Ihad a dream I was burning from the inside out.

Not fire—something worse. Like my bones had remembered they didn't belong to me anymore, and were trying to crawl out through my skin.

When I woke up, I was sore. Bruised. But not broken.

My body was already healing.

Fast.

Too fast.

Faster than it had any right to.

I sat up slowly. My chest ached where Dramaturgy had caught me with that haymaker, but even that pain felt... muted. Distant.

I'd been thrown through a wall.

And I was still breathing.

Right. Vampire.

I kept forgetting.

Lucien was near the doorway.

Standing like he had something to tell the wall but wasn't ready to say it yet.

He didn't turn when I moved.

But I could tell he noticed.

His shoulders shifted just slightly, like a clock adjusting by a second.

I cleared my throat, voice hoarse.

"I wasn't losing."

He didn't respond.

"I mean it," I said, louder. "I wasn't losing. I was—figuring things out."

Lucien turned.

Met my eyes.

"You were about to get ganged up on by three specialists," he said. Calm. Flat. Not unkind. "That's not 'figuring things out.' That's a countdown."

I narrowed my eyes. "I had it handled."

"Sure," he said. "Eventually."

I wanted to hit him.

Not because he was wrong.

Because he was right.

I stood up slowly, testing the weight of my legs. My muscles cooperated. My bones clicked into place with a supernatural smoothness.

Everything was working.

Too well.

Still not used to that.

"Thanks," I said finally. "For stepping in."

He nodded.

No theatrics.

No pretending it hadn't happened.

Just… acceptance.

And that pissed me off more than it should've.
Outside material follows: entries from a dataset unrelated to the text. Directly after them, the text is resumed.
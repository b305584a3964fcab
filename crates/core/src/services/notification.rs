//! Email notifications: confirmation and password-reset links.

use std::sync::Arc;

use tracing::instrument;
use url::Url;

use crate::error::{DomainError, DomainResult};
use crate::metrics::record_email_sent;
use crate::models::User;
use crate::ports::{Email, Mailer};

/// Sender address for transactional mail.
const INFO_EMAIL: &str = "StringSync <info@stringsync.com>";

/// Configuration for the notification service.
#[derive(Debug, Clone)]
pub struct NotificationConfig {
    /// Origin of the web frontend, used to build links
    /// (e.g. `https://stringsync.com`).
    pub web_origin: String,
}

pub struct NotificationService {
    config: NotificationConfig,
    mailer: Arc<dyn Mailer>,
}

impl NotificationService {
    pub fn new(config: NotificationConfig, mailer: Arc<dyn Mailer>) -> Self {
        Self { config, mailer }
    }

    /// Send the email-confirmation link to a freshly signed-up user.
    #[instrument(skip_all, fields(user_id = %user.id))]
    pub async fn send_confirmation_email(&self, user: &User) -> DomainResult<()> {
        let token = user.confirmation_token.ok_or_else(|| {
            DomainError::Validation("user must have a confirmation token".into())
        })?;

        let href = self.link("confirm-email", "confirmation_token", &token.to_string())?;
        self.mailer
            .send(Email {
                from: INFO_EMAIL.into(),
                to: user.email.clone(),
                subject: "Confirm your email for StringSync".into(),
                html: format!(
                    r#"<p>Please confirm your email for <a href="{href}">StringSync</a></p>"#
                ),
            })
            .await?;

        record_email_sent("confirmation");
        Ok(())
    }

    /// Send the password-reset link to a user holding a reset token.
    #[instrument(skip_all, fields(user_id = %user.id))]
    pub async fn send_reset_password_email(&self, user: &User) -> DomainResult<()> {
        let token = user.reset_password_token.ok_or_else(|| {
            DomainError::Validation("user must have a reset password token".into())
        })?;

        let href = self.link("reset-password", "reset_password_token", &token.to_string())?;
        self.mailer
            .send(Email {
                from: INFO_EMAIL.into(),
                to: user.email.clone(),
                subject: "Reset your password for StringSync".into(),
                html: format!(r#"<p>Reset your password at <a href="{href}">StringSync</a></p>"#),
            })
            .await?;

        record_email_sent("reset_password");
        Ok(())
    }

    fn link(&self, path: &str, param: &str, value: &str) -> DomainResult<String> {
        let mut url = Url::parse(&self.config.web_origin)
            .map_err(|e| DomainError::Internal(format!("invalid web origin: {e}")))?;
        url.set_path(path);
        url.query_pairs_mut().append_pair(param, value);
        Ok(url.to_string())
    }
}
mod mailer;
mod paging;
mod repository;

pub use mailer::*;
pub use paging::*;
pub use repository::*;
"You're hiding something," I said.

"Yes."

That again.

"Does it ever bother you?" I asked.

"What?"

"That nobody knows what you are."

Lucien paused at that.

His face didn't change much. But something behind his eyes shifted. Like the question had scratched a surface he'd been hoping no one touched.

"It used to," he said.

"And now?"

"Now I think the not-knowing is safer than the alternative."

I didn't have a comeback for that.

I leaned against the wall, arms crossed, eyes half on him, half on the floor.

"You didn't hesitate back there," I said. "Didn't flinch. Didn't even think. You moved like you were used to it."

"I'm not."

"Bullshit."

He didn't argue.

I thought about the way the fight had unfolded.

The first few minutes had been mine—I'd landed solid hits, ripped through the edge of Dramaturgy's coat, even knocked Episode back a few feet.

But then they adapted.

Worked together.

Cut off my angles.

It wasn't that I was weak.

I just wasn't ready.

Not yet.

And Lucien?

Lucien didn't save me.

He disrupted the whole fight.

Shifted the balance.

Turned a three-on-one into a standoff they didn't want to finish.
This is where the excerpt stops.